What the exercise asks: Return the listing in full. Keep each line exactly as it is.

Dataset entries:
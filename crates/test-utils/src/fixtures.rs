//! Common test fixtures for ocean-cluster tests.
//!
//! [`TempDataset`] writes a complete synthetic dataset (model matrix,
//! coordinates, dates) to a temporary directory in the same file formats the
//! real pipeline reads.

use crate::generators::{apply_land_mask, create_land_mask, create_lons_lats, create_two_region_field};
use chrono::{Duration, NaiveDate};
use ndarray::{Array3, Array4};
use ndarray_npy::NpzWriter;
use std::fs::File;
use std::path::{Path, PathBuf};
use tempfile::TempDir;

/// Common dates for testing.
pub mod dates {
    /// First day of the synthetic model run.
    pub const START: &str = "2015-01-01";

    /// A short dates file with a comment and a blank line.
    pub const SAMPLE_FILE: &str = "# model dates\n2015-01-01\n2015-01-02\n\n2015-01-03T12:00:00\n";
}

/// Common grid extents for testing, as `(min_lon, min_lat, step)`.
pub mod grid {
    /// A patch of the western Mediterranean at 1/4 degree.
    pub const WEST_MED: (f64, f64, f64) = (-5.5, 35.0, 0.25);

    /// Unit grid starting at the origin.
    pub const UNIT: (f64, f64, f64) = (0.0, 0.0, 1.0);
}

/// Archive key of the model matrix.
pub const MATRIX_KEY: &str = "matrix";

/// Archive key of the coordinate array.
pub const LONS_LATS_KEY: &str = "lons_lats";

/// One ISO date per line, `n` consecutive days from `start`.
pub fn daily_dates_text(start: &str, n: usize) -> String {
    let start = NaiveDate::parse_from_str(start, "%Y-%m-%d").expect("valid start date");
    (0..n)
        .map(|d| format!("{}\n", start + Duration::days(d as i64)))
        .collect()
}

/// Writes `array` under `key` in a compressed `.npz` archive.
pub fn write_npz<D: ndarray::Dimension>(path: &Path, key: &str, array: &ndarray::Array<f64, D>) {
    let file = File::create(path).expect("create npz");
    let mut npz = NpzWriter::new_compressed(file);
    npz.add_array(key, array).expect("write npz entry");
    npz.finish().expect("finish npz");
}

/// A synthetic dataset on disk.
///
/// The field is [`create_two_region_field`] with the first column masked
/// as land. Files are removed when the value is dropped.
pub struct TempDataset {
    pub dir: TempDir,
    pub data_path: PathBuf,
    pub lons_lats_path: PathBuf,
    pub dates_path: PathBuf,
    pub field: Array4<f64>,
    pub lons_lats: Array3<f64>,
}

impl TempDataset {
    pub fn create(n_times: usize, n_lat: usize, n_lon: usize) -> Self {
        let dir = tempfile::Builder::new()
            .prefix("ocean_dataset_")
            .tempdir()
            .expect("Failed to create temporary test directory");

        let mut field = create_two_region_field(n_times, n_lat, n_lon, 42);
        apply_land_mask(&mut field, &create_land_mask(n_lat, n_lon, 1));
        let (min_lon, min_lat, step) = grid::WEST_MED;
        let lons_lats = create_lons_lats(n_lat, n_lon, min_lon, min_lat, step);

        let data_path = dir.path().join("model_data.npz");
        let lons_lats_path = dir.path().join("lons_lats.npz");
        let dates_path = dir.path().join("datetimes.txt");
        write_npz(&data_path, MATRIX_KEY, &field);
        write_npz(&lons_lats_path, LONS_LATS_KEY, &lons_lats);
        std::fs::write(&dates_path, daily_dates_text(dates::START, n_times)).expect("write dates");

        Self {
            dir,
            data_path,
            lons_lats_path,
            dates_path,
            field,
            lons_lats,
        }
    }

    pub fn path(&self) -> &Path {
        self.dir.path()
    }
}

#[cfg(test)]
mod tests {
    use super::*;

    #[test]
    fn test_daily_dates_text() {
        let text = daily_dates_text("2015-12-30", 3);
        assert_eq!(text, "2015-12-30\n2015-12-31\n2016-01-01\n");
    }

    #[test]
    fn test_temp_dataset_files_exist() {
        let dataset = TempDataset::create(4, 4, 3);
        assert!(dataset.data_path.exists());
        assert!(dataset.lons_lats_path.exists());
        assert!(dataset.dates_path.exists());
        assert!(dataset.field[[0, 0, 0, 0]].is_nan());
        assert!(!dataset.field[[0, 0, 1, 0]].is_nan());
    }

    #[test]
    fn test_temp_dataset_removed_on_drop() {
        let dataset = TempDataset::create(2, 2, 2);
        let dir = dataset.path().to_path_buf();
        drop(dataset);
        assert!(!dir.exists());
    }
}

Reply to the exercise:
filename crates/test-utils/src/fixtures.rs
//! Common test fixtures for ocean-cluster tests.
//!
//! [`TempDataset`] writes a complete synthetic dataset (model matrix,
//! coordinates, dates) to a temporary directory in the same file formats the
//! real pipeline reads.

use crate::generators::{apply_land_mask, create_land_mask, create_lons_lats, create_two_region_field};
use chrono::{Duration, NaiveDate};
use ndarray::{Array3, Array4};
use ndarray_npy::NpzWriter;
use std::fs::File;
use std::path::{Path, PathBuf};
use tempfile::TempDir;

/// Common dates for testing.
pub mod dates {
    /// First day of the synthetic model run.
    pub const START: &str = "2015-01-01";

    /// A short dates file with a comment and a blank line.
    pub const SAMPLE_FILE: &str = "# model dates\n2015-01-01\n2015-01-02\n\n2015-01-03T12:00:00\n";
}

/// Common grid extents for testing, as `(min_lon, min_lat, step)`.
pub mod grid {
    /// A patch of the western Mediterranean at 1/4 degree.
    pub const WEST_MED: (f64, f64, f64) = (-5.5, 35.0, 0.25);

    /// Unit grid starting at the origin.
    pub const UNIT: (f64, f64, f64) = (0.0, 0.0, 1.0);
}

/// Archive key of the model matrix.
pub const MATRIX_KEY: &str = "matrix";

/// Archive key of the coordinate array.
pub const LONS_LATS_KEY: &str = "lons_lats";

/// One ISO date per line, `n` consecutive days from `start`.
pub fn daily_dates_text(start: &str, n: usize) -> String {
    let start = NaiveDate::parse_from_str(start, "%Y-%m-%d").expect("valid start date");
    (0..n)
        .map(|d| format!("{}\n", start + Duration::days(d as i64)))
        .collect()
}

/// Writes `array` under `key` in a compressed `.npz` archive.
pub fn write_npz<D: ndarray::Dimension>(path: &Path, key: &str, array: &ndarray::Array<f64, D>) {
    let file = File::create(path).expect("create npz");
    let mut npz = NpzWriter::new_compressed(file);
    npz.add_array(key, array).expect("write npz entry");
    npz.finish().expect("finish npz");
}

/// A synthetic dataset on disk.
///
/// The field is [`create_two_region_field`] with the first column masked
/// as land. Files are removed when the value is dropped.
pub struct TempDataset {
    pub dir: TempDir,
    pub data_path: PathBuf,
    pub lons_lats_path: PathBuf,
    pub dates_path: PathBuf,
    pub field: Array4<f64>,
    pub lons_lats: Array3<f64>,
}

impl TempDataset {
    pub fn create(n_times: usize, n_lat: usize, n_lon: usize) -> Self {
        let dir = tempfile::Builder::new()
            .prefix("ocean_dataset_")
            .tempdir()
            .expect("Failed to create temporary test directory");

        let mut field = create_two_region_field(n_times, n_lat, n_lon, 42);
        apply_land_mask(&mut field, &create_land_mask(n_lat, n_lon, 1));
        let (min_lon, min_lat, step) = grid::WEST_MED;
        let lons_lats = create_lons_lats(n_lat, n_lon, min_lon, min_lat, step);

        let data_path = dir.path().join("model_data.npz");
        let lons_lats_path = dir.path().join("lons_lats.npz");
        let dates_path = dir.path().join("datetimes.txt");
        write_npz(&data_path, MATRIX_KEY, &field);
        write_npz(&lons_lats_path, LONS_LATS_KEY, &lons_lats);
        std::fs::write(&dates_path, daily_dates_text(dates::START, n_times)).expect("write dates");

        Self {
            dir,
            data_path,
            lons_lats_path,
            dates_path,
            field,
            lons_lats,
        }
    }

    pub fn path(&self) -> &Path {
        self.dir.path()
    }
}

#[cfg(test)]
mod tests {
    use super::*;

    #[test]
    fn test_daily_dates_text() {
        let text = daily_dates_text("2015-12-30", 3);
        assert_eq!(text, "2015-12-30\n2015-12-31\n2016-01-01\n");
    }

    #[test]
    fn test_temp_dataset_files_exist() {
        let dataset = TempDataset::create(4, 4, 3);
        assert!(dataset.data_path.exists());
        assert!(dataset.lons_lats_path.exists());
        assert!(dataset.dates_path.exists());
        assert!(dataset.field[[0, 0, 0, 0]].is_nan());
        assert!(!dataset.field[[0, 0, 1, 0]].is_nan());
    }

    #[test]
    fn test_temp_dataset_removed_on_drop() {
        let dataset = TempDataset::create(2, 2, 2);
        let dir = dataset.path().to_path_buf();
        drop(dataset);
        assert!(!dir.exists());
    }
}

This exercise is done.